TOUR: Mit welcher Reifenbreite gehen Sie bei der Gravel-WM an den Start?
Lakata: Weniger als 40 Millimeter möchte ich nicht drauf haben. Mit 45 Millimetern hat man mehr Komfort. Die Tendenz geht aber dahin, dass viele Fahrer 40 Millimeter oder noch schmaler fahren. Da habe ich mich dann jetzt doch dafür entschieden, auf die 40 Millimeter zu gehen.
TOUR: Sie haben die Strecke bereits abgefahren. Was sind Ihre Eindrücke?
Lakata: Ich habe mir die Strecke vor einer Woche angeschaut, war allerdings die meiste Zeit im Regen unterwegs. Da war für mich der Eindruck, dass es im Rennen richtig schwer wird. Am Anfang gibt es zwei kurze Hügel. Die sind schon anspruchsvoll, aber von der Länge her so, dass da die meisten Fahrer mitkommen sollten. Danach ist die Strecke größtenteils flach auf tendenziell gutem Belag. Es gibt immer wieder mal Schwenker in Äcker und Wiesen, aber der Großteil - gerade im Mittelstück um Padua herum - führt über guten Schotter, auch Asphalt. Es geht schon viel links und rechts mit 90-Grad-Kurven. Dann kommen wir auf die beiden finalen Runden um den Zielort Cittadella. Das ist ein Mix aus recht unebenen Strecken mit Matschlöchern und der anderen Hälfte mit Asphalt und etwas Kopfsteinpflaster. Es ist für alle Fahrertypen etwas dabei.
TOUR: Was erwarten Sie denn für ein Rennen am Sonntag?

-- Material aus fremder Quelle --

//! Structured logging + optional OpenTelemetry export, ported from the
//! teacher's telemetry setup. Falls back to plain console logging when
//! no collector endpoint is configured.

use std::sync::OnceLock;
use std::time::Duration;

use anyhow::Context;
use opentelemetry::global;
use opentelemetry::KeyValue;
use opentelemetry_otlp::{TonicExporterBuilder, WithExportConfig};
use opentelemetry_sdk::metrics::SdkMeterProvider;
use opentelemetry_sdk::propagation::TraceContextPropagator;
use opentelemetry_sdk::trace::Config as OtelTraceConfig;
use opentelemetry_sdk::{runtime, Resource};
use opentelemetry_semantic_conventions::resource::{SERVICE_NAME, SERVICE_VERSION};
use tracing_opentelemetry::{MetricsLayer, OpenTelemetryLayer};
use tracing_subscriber::layer::SubscriberExt;
use tracing_subscriber::util::SubscriberInitExt;
use tracing_subscriber::{EnvFilter, Registry};

static METER: OnceLock<SdkMeterProvider> = OnceLock::new();

/// Initialize the global tracing subscriber. With no endpoint, logs go to
/// the console only; with one configured, spans/metrics are additionally
/// exported over OTLP and console output stays on only if `console` is set.
pub fn init_telemetry(endpoint: &Option<String>, console: bool) {
    let Some(endpoint) = endpoint else {
        Registry::default()
            .with(EnvFilter::try_from_default_env().unwrap_or_else(|_| EnvFilter::new("info")))
            .with(tracing_subscriber::fmt::layer())
            .init();
        return;
    };

    let service_resource = Resource::new(vec![
        KeyValue::new(SERVICE_NAME, env!("CARGO_PKG_NAME")),
        KeyValue::new(SERVICE_VERSION, env!("CARGO_PKG_VERSION")),
    ]);

    let tracer = opentelemetry_otlp::new_pipeline()
        .tracing()
        .with_exporter(build_tonic_exporter(endpoint))
        .with_trace_config(OtelTraceConfig::default().with_resource(service_resource.clone()))
        .install_batch(runtime::Tokio)
        .context("failed to install OTLP tracer")
        .unwrap();

    let meter = opentelemetry_otlp::new_pipeline()
        .metrics(runtime::Tokio)
        .with_exporter(build_tonic_exporter(endpoint))
        .with_resource(service_resource)
        .build()
        .context("failed to install OTLP meter")
        .unwrap();
    METER.set(meter.clone()).ok();

    global::set_text_map_propagator(TraceContextPropagator::new());

    let registry = Registry::default()
        .with(EnvFilter::try_from_default_env().unwrap_or_else(|_| EnvFilter::new("info")))
        .with(OpenTelemetryLayer::new(tracer))
        .with(MetricsLayer::new(meter));

    if console {
        registry.with(tracing_subscriber::fmt::layer()).init();
    } else {
        registry.init();
    }
}

fn build_tonic_exporter(endpoint: &str) -> TonicExporterBuilder {
    opentelemetry_otlp::new_exporter()
        .tonic()
        .with_timeout(Duration::from_secs(15))
        .with_endpoint(endpoint)
}

pub fn shutdown_meter_provider() {
    if let Some(meter) = METER.get() {
        let _ = meter.shutdown();
    }
}
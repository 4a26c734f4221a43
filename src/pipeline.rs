//! Top-level alignment pipeline: resolves language/transcript/audio
//! inputs, dispatches to the selected backend, and assembles the
//! response contract (§6.2). Shared by the CLI and the HTTP server so
//! both surfaces exercise identical semantics.

use std::path::Path;

use chrono::Utc;
use tracing::warn;

use crate::asr;
use crate::backends::{resolve_backend, BackendInput};
use crate::error::{VoxAlignError, VoxAlignResult};
use crate::io::wav::{read_audio_metadata, read_wav_audio};
use crate::languages::{canonical_language_code, is_known_language_code, resolve_language_pack};
use crate::models::{AlignRequest, AlignResponse, AlignmentMetadata, TranscriptSource};
use crate::providers::AudioBuffer;
use crate::timing::resolve_duration;

const CRISPER_WHISPER_LICENSE_NOTE: &str =
    "nyrahealth/CrisperWhisper is distributed under a non-commercial CC BY-NC 4.0 research license";

pub fn run_alignment(request: &AlignRequest) -> VoxAlignResult<AlignResponse> {
    let audio_path = Path::new(&request.audio_path);
    let decoded_audio = load_audio(audio_path);
    if let Err(ref err) = decoded_audio {
        warn!(audio_path = %request.audio_path, error = %err, "audio unreadable, degrading to heuristic timing");
    }
    let decoded_audio = decoded_audio.ok();

    let (transcript, transcript_source, asr_backend, asr_model_id, license_warning, detected_language) =
        resolve_transcript(request, decoded_audio.as_ref())?;

    let requested_language = canonical_language_code(Some(&request.language)).unwrap_or_else(|| "und".to_string());
    // §4.6: when the request asked for "auto" and the ASR collaborator
    // returned a language it recognizes, re-resolve onto that pack instead
    // of staying on "und".
    let language_code = if requested_language == "auto" {
        detected_language
            .filter(|code| is_known_language_code(code))
            .unwrap_or(requested_language)
    } else {
        requested_language
    };
    let pack = resolve_language_pack(&language_code);
    let normalized = pack.normalize(&transcript);

    let audio_duration_sec = decoded_audio.as_ref().map(|(_, _, duration)| *duration);
    let (duration_sec, timing_source) = resolve_duration(audio_duration_sec, normalized.tokens.len());

    let audio_buffer = decoded_audio
        .as_ref()
        .map(|(samples, sample_rate, _)| AudioBuffer {
            samples,
            sample_rate_hz: *sample_rate,
        });

    let backend_input = BackendInput {
        tokens: &normalized.tokens,
        duration_sec,
        language_code: pack.code(),
        audio: audio_buffer,
    };
    let backend = resolve_backend(request.backend);
    let mut result = backend.align_words(&backend_input)?;
    if !request.include_phonemes {
        result.phonemes.clear();
    }

    let sample_rate_hz = decoded_audio
        .as_ref()
        .map(|(_, sample_rate, _)| *sample_rate)
        .or(request.sample_rate_hz);

    let metadata = AlignmentMetadata {
        language: pack.code().to_string(),
        alignment_backend: request.backend,
        normalizer_id: pack.normalizer_id().to_string(),
        token_count: normalized.tokens.len(),
        timing_source,
        transcript_source,
        asr_backend,
        asr_model_id,
        license_warning,
        model_id: result.model_id,
        algorithm: result.algorithm,
        generated_at: Utc::now(),
        duration_sec,
        sample_rate_hz,
    };

    Ok(AlignResponse {
        metadata,
        words: result.words,
        phonemes: result.phonemes,
    })
}

type TranscriptResolution = (
    String,
    TranscriptSource,
    Option<String>,
    Option<String>,
    Option<String>,
    Option<String>,
);

fn resolve_transcript(
    request: &AlignRequest,
    decoded_audio: Option<&(Vec<f32>, u32, f64)>,
) -> VoxAlignResult<TranscriptResolution> {
    if let Some(transcript) = &request.transcript {
        if !transcript.trim().is_empty() {
            return Ok((transcript.clone(), TranscriptSource::Provided, None, None, None, None));
        }
    }

    let audio_buffer = decoded_audio.map(|(samples, sample_rate, _)| AudioBuffer {
        samples,
        sample_rate_hz: *sample_rate,
    });

    let asr_result = asr::transcribe_audio(
        request.asr,
        Some(&request.language),
        request.verbatim,
        audio_buffer.as_ref(),
    )
    .map_err(|_| {
        VoxAlignError::InvalidRequest(
            "transcript must be provided when ASR is disabled".to_string(),
        )
    })?;

    let license_warning = if asr_result.backend == "crisper_whisper" {
        Some(CRISPER_WHISPER_LICENSE_NOTE.to_string())
    } else {
        None
    };

    Ok((
        asr_result.transcript,
        TranscriptSource::Asr,
        Some(asr_result.backend),
        Some(asr_result.model_id),
        license_warning,
        Some(asr_result.language_code),
    ))
}

/// Read WAV audio plus its duration. Any failure (unsupported container,
/// malformed file, io error) is reported as `AudioUnreadable`; callers
/// treat this as a signal to degrade rather than a hard failure.
fn load_audio(path: &Path) -> VoxAlignResult<(Vec<f32>, u32, f64)> {
    let metadata = read_audio_metadata(path).map_err(|err| VoxAlignError::AudioUnreadable(err.to_string()))?;
    let (samples, sample_rate_hz) =
        read_wav_audio(path).map_err(|err| VoxAlignError::AudioUnreadable(err.to_string()))?;
    Ok((samples, sample_rate_hz, metadata.duration_sec))
}

#[cfg(test)]
mod tests {
    use super::*;
    use crate::models::{AlignBackend, AsrBackend};

    fn request(transcript: &str, backend: AlignBackend) -> AlignRequest {
        AlignRequest {
            audio_path: "missing-file.wav".to_string(),
            transcript: Some(transcript.to_string()),
            language: "auto".to_string(),
            backend,
            asr: AsrBackend::Disabled,
            verbatim: false,
            include_phonemes: true,
            sample_rate_hz: None,
        }
    }

    #[test]
    fn degrades_to_heuristic_timing_when_audio_missing() {
        let response = run_alignment(&request("hello world", AlignBackend::Uniform)).unwrap();
        assert_eq!(response.metadata.timing_source, crate::models::TimingSource::Heuristic);
        assert_eq!(response.words.len(), 2);
    }

    #[test]
    fn strips_phonemes_when_not_requested() {
        let mut req = request("hello world", AlignBackend::PhonemeFirst);
        req.include_phonemes = false;
        let response = run_alignment(&req).unwrap();
        assert!(response.phonemes.is_empty());
    }

    #[test]
    fn missing_transcript_without_asr_is_rejected() {
        let mut req = request("hello", AlignBackend::Uniform);
        req.transcript = None;
        let result = run_alignment(&req);
        assert!(result.is_err());
    }
}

Lakata: Es gibt keine richtigen Nationalteams, die in sich zusammenarbeiten, und man kennt sich nicht so wie bei einem Straßenrennen beispielsweise. Es wird am Anfang denke ich, etwas unübersichtlich werden. Deshalb sollte man sich nach dem Start sehr aktiv zeigen und schauen, dass sich niemand aus dem Staub macht oder keine größere Gruppe wegfährt. Es wird für viele eine neue Erfahrung. Genau das macht diese Gravel-WM so spannend.
Der Anfang mit den beiden Anstiegen könnte eine Schlüsselstelle des Rennens sein. Da wird jeder versuchen, dabei zu sein. Falls sich da niemand absetzen kann, wird es wohl ein Ausscheidungsfahren. Eventuell bildet sich nochmal später im Rennen eine kleine Gruppe. Die unwahrscheinlichste Variante für mich ist, dass eine große Gruppe auf die letzte Runde geht.
TOUR: Wer ist Ihr Favorit auf den WM-Titel?
Lakata: Ich schätze Mathieu van der Poel sehr stark ein. Er bringt alles mit und beherrscht sein Rad super. Aber auch er kann sich vergreifen bei der Materialwahl oder einen schlechten Tag haben. Auch die Gravelspezialisten sind natürlich zu beachten und ich kenne auch einige gute Mountainbiker, die am Start stehen. Die Strecke ist auf jeden Fall selektiv genug, dass der Stärkste gewinnt. Ein klarer Favorit außer van der Poel ist schwierig auszumachen.
TOUR: Und Ihr persönliches Ziel? Was haben Sie sich für die Gravel-WM vorgenommen?
Lakata: Ich will ein gutes Rennen fahren. Die Leistung abrufen, die ich momentan bringen kann. Ich habe mir keine konkrete Platzierung als Ziel gesetzt. Vielleicht kann man Schlüsse aus dem Rennen ziehen, wie es für mich selbst im Gravelbereich weitergeht. Für die Marke Bulls wird es auf jeden Fall eine gute Gelegenheit, um das neue Machete-Gravelbike in Szene zu setzen. Ich freue mich richtig auf das Rennen.
TOUR: Es stehen viele Straßenprofis am Start. Ist das gut für den Gravelsport oder nicht?
Lakata: Ich fände es schade, wenn ein van der Poel das Regenbogentrikot holt und sich nicht zeigt damit im nächsten Jahr. Andererseits kann die Präsenz der Straßenprofis auch positiv sein. Wenn van der Poel Weltmeister werden sollte, könnte er zu einem großen Werbeträger für den Sport werden. Denn der gesamte Gravelbereich steckt noch in den Kinderschuhen. Wenn man das gut vermarktet, könnte es die Gravelrennen aufwerten, weil vielleicht auch noch andere Top-Fahrer herüberwechseln.